* INSTRUCTIONS FOR THE TASK *
Print exactly what the entries say, line by line, from the first line down to the one with "of this exists", inclusive.
*** SOURCE RECORDS Section Begins ***
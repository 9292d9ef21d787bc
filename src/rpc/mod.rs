//! The RPC Method Dispatcher (spec §4.6, §4.7, §4.8): the server-side
//! `MethodProcessor`/`ServiceProcessor`, the client-side `MethodHandler`,
//! the `TApplicationException` kind set both sides share, and the
//! `EventHandler`/`HandlerStack` observer contract. None of this exists
//! in the teacher crate (`monoio-rs-monoio-thrift` stops at the protocol
//! layer); it is grounded on cloudwego-volo's `volo-thrift` crate, the
//! only example repo in the retrieval pack with an actual client/server
//! call-envelope implementation (`message_wrapper.rs`,
//! `transport/pingpong/thrift_transport.rs`).

pub mod client;
pub mod events;
pub mod multiplex;
pub mod server;
pub mod transport;

use std::any::TypeId;
use std::fmt::{self, Debug, Display, Formatter};
use std::sync::Arc;

use num_enum::TryFromPrimitive;

use crate::{
    codec::Codec,
    metadata::Requiredness,
    thrift::{TFieldIdentifier, TStructIdentifier, TType},
    wire::{ProtocolReader, ProtocolWriter},
    CodecError, CodecErrorKind,
};

pub use client::{ClientCallError, ClientConfig, MethodHandler, SeqIdGen};
pub use events::{EventHandler, HandlerStack};
pub use multiplex::MultiplexedProcessor;
pub use server::{
    HandlerError, HandlerInvoke, MethodProcessor, MethodProcessorBuilder, MethodStatsSnapshot,
    Processor, ServerConfig, ServiceProcessor,
};
pub use transport::Connection;

/// `TApplicationException::ExceptionType` (spec §4.6/§4.7): the closed
/// set of dispatcher-level failures, as opposed to a method's own
/// declared exceptions, which travel as type-erased `DecodedValue`s and
/// never appear here.
#[derive(Clone, Copy, Debug, Eq, PartialEq, TryFromPrimitive)]
#[repr(i32)]
pub enum ApplicationExceptionKind {
    Unknown = 0,
    UnknownMethod = 1,
    InvalidMessageType = 2,
    WrongMethodName = 3,
    BadSequenceId = 4,
    MissingResult = 5,
    InternalError = 6,
    ProtocolError = 7,
    InvalidTransform = 8,
    InvalidProtocol = 9,
    UnsupportedClientType = 10,
}

impl Display for ApplicationExceptionKind {
    fn fmt(&self, f: &mut Formatter<'_>) -> fmt::Result {
        Debug::fmt(self, f)
    }
}

/// `TApplicationException` (spec §4.6/§4.7): the wire-level error shape
/// every Thrift RPC implementation sends back as an EXCEPTION message
/// when a call fails for a reason that isn't one of the method's own
/// declared exceptions. On the wire it is a plain two-field struct
/// (message at field 1, type at field 2); hand-encoded here rather than
/// built through `StructMetadata`, since both sides of the dispatcher
/// need it before any catalog/codec machinery is available to decode a
/// call in the first place.
#[derive(Clone, Debug)]
pub struct ApplicationException {
    pub kind: ApplicationExceptionKind,
    pub message: String,
}

impl ApplicationException {
    pub fn new(kind: ApplicationExceptionKind, message: impl Into<String>) -> Self {
        ApplicationException {
            kind,
            message: message.into(),
        }
    }

    pub fn write(&self, writer: &mut dyn ProtocolWriter) -> Result<(), CodecError> {
        writer.write_struct_begin(&TStructIdentifier::new(Some("TApplicationException")));
        writer.write_field_begin(TType::Binary, 1);
        writer.write_string(&self.message);
        writer.write_field_end();
        writer.write_field_begin(TType::I32, 2);
        writer.write_i32(self.kind as i32);
        writer.write_field_end();
        writer.write_field_stop();
        writer.write_struct_end();
        Ok(())
    }

    pub fn read(reader: &mut dyn ProtocolReader) -> Result<Self, CodecError> {
        reader.read_struct_begin()?;
        let mut message = String::new();
        let mut kind = ApplicationExceptionKind::Unknown;
        loop {
            let field: TFieldIdentifier = reader.read_field_begin()?;
            if field.field_type == TType::Stop {
                break;
            }
            match (field.id, field.field_type) {
                (Some(1), TType::Binary) => message = reader.read_string()?,
                (Some(2), TType::I32) => {
                    let raw = reader.read_i32()?;
                    kind = ApplicationExceptionKind::try_from(raw)
                        .unwrap_or(ApplicationExceptionKind::Unknown);
                }
                _ => reader.skip(field.field_type)?,
            }
            reader.read_field_end()?;
        }
        reader.read_struct_end()?;
        Ok(ApplicationException { kind, message })
    }
}

impl Display for ApplicationException {
    fn fmt(&self, f: &mut Formatter<'_>) -> fmt::Result {
        write!(f, "{:?}: {}", self.kind, self.message)
    }
}

impl std::error::Error for ApplicationException {}

impl From<&ApplicationException> for CodecError {
    fn from(exc: &ApplicationException) -> Self {
        CodecError::new(CodecErrorKind::Application, exc.message.clone())
    }
}

/// One field of a method's synthetic `_args`/`_result` struct: a
/// parameter on the way in, a declared exception on the way out. Built
/// by hand from `crate::metadata::MethodMetadata` rather than going
/// through `StructMetadata`/`StructCodec` — the envelope shape (fixed
/// success-or-one-exception cardinality, no constructor/builder
/// resolution) doesn't fit the general struct engine, and both
/// dispatcher sides need it before any catalog lookup happens.
#[derive(Clone)]
pub struct ParamSlot {
    pub id: i16,
    pub name: &'static str,
    pub requiredness: Requiredness,
    pub codec: Arc<dyn Codec>,
    /// Supplies a value when this parameter is absent after decode;
    /// required whenever `requiredness != Required` (spec §4.6: "missing
    /// parameters default to the user-domain uninitialized value").
    pub default: Option<Arc<dyn Fn() -> crate::metadata::DecodedValue + Send + Sync>>,
}

#[derive(Clone)]
pub struct ExceptionSlot {
    pub id: i16,
    pub type_id: TypeId,
    pub codec: Arc<dyn Codec>,
}

#[cfg(test)]
mod tests {
    use bytes::BytesMut;

    use super::*;
    use crate::wire::{BinaryReader, BinaryWriter, CompactReader, CompactWriter};

    #[test]
    fn application_exception_round_trips_over_binary() {
        let exc = ApplicationException::new(ApplicationExceptionKind::UnknownMethod, "no such method");
        let mut buf = BytesMut::new();
        {
            let mut w = BinaryWriter::new(&mut buf);
            exc.write(&mut w).unwrap();
        }
        let mut r = BinaryReader::new(buf.freeze());
        let decoded = ApplicationException::read(&mut r).unwrap();
        assert_eq!(decoded.kind, ApplicationExceptionKind::UnknownMethod);
        assert_eq!(decoded.message, "no such method");
    }

    #[test]
    fn application_exception_round_trips_over_compact() {
        let exc = ApplicationException::new(ApplicationExceptionKind::BadSequenceId, "seq mismatch");
        let mut buf = BytesMut::new();
        {
            let mut w = CompactWriter::new(&mut buf);
            exc.write(&mut w).unwrap();
        }
        let mut r = CompactReader::new(buf.freeze());
        let decoded = ApplicationException::read(&mut r).unwrap();
        assert_eq!(decoded.kind, ApplicationExceptionKind::BadSequenceId);
        assert_eq!(decoded.message, "seq mismatch");
    }

    /// An unrecognized exception-type ordinal on the wire falls back to
    /// `Unknown` rather than failing decode outright.
    #[test]
    fn unrecognized_kind_falls_back_to_unknown() {
        let mut buf = BytesMut::new();
        {
            let mut w = BinaryWriter::new(&mut buf);
            w.write_struct_begin(&TStructIdentifier::new(Some("TApplicationException")));
            w.write_field_begin(TType::Binary, 1);
            w.write_string("boom");
            w.write_field_end();
            w.write_field_begin(TType::I32, 2);
            w.write_i32(999);
            w.write_field_end();
            w.write_field_stop();
            w.write_struct_end();
        }
        let mut r = BinaryReader::new(buf.freeze());
        let decoded = ApplicationException::read(&mut r).unwrap();
        assert_eq!(decoded.kind, ApplicationExceptionKind::Unknown);
    }

    #[test]
    fn unknown_fields_are_skipped_on_read() {
        let mut buf = BytesMut::new();
        {
            let mut w = BinaryWriter::new(&mut buf);
            w.write_struct_begin(&TStructIdentifier::new(Some("TApplicationException")));
            w.write_field_begin(TType::I32, 99);
            w.write_i32(7);
            w.write_field_end();
            w.write_field_begin(TType::Binary, 1);
            w.write_string("hi");
            w.write_field_end();
            w.write_field_stop();
            w.write_struct_end();
        }
        let mut r = BinaryReader::new(buf.freeze());
        let decoded = ApplicationException::read(&mut r).unwrap();
        assert_eq!(decoded.message, "hi");
    }

    #[test]
    fn display_includes_kind_and_message() {
        let exc = ApplicationException::new(ApplicationExceptionKind::InternalError, "boom");
        assert_eq!(exc.to_string(), "InternalError: boom");
    }

    #[test]
    fn codec_error_from_application_exception_carries_message() {
        let exc = ApplicationException::new(ApplicationExceptionKind::ProtocolError, "bad frame");
        let err: CodecError = (&exc).into();
        assert!(matches!(err.kind, CodecErrorKind::Application));
        assert!(err.to_string().contains("bad frame"));
    }
}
*** SOURCE RECORDS Section Ends ***
* ANSWER BOX *
repository 9292d9ef21d787bc
filename src/rpc/mod.rs
//! The RPC Method Dispatcher (spec §4.6, §4.7, §4.8): the server-side
//! `MethodProcessor`/`ServiceProcessor`, the client-side `MethodHandler`,
//! the `TApplicationException` kind set both sides share, and the
//! `EventHandler`/`HandlerStack` observer contract. None of this exists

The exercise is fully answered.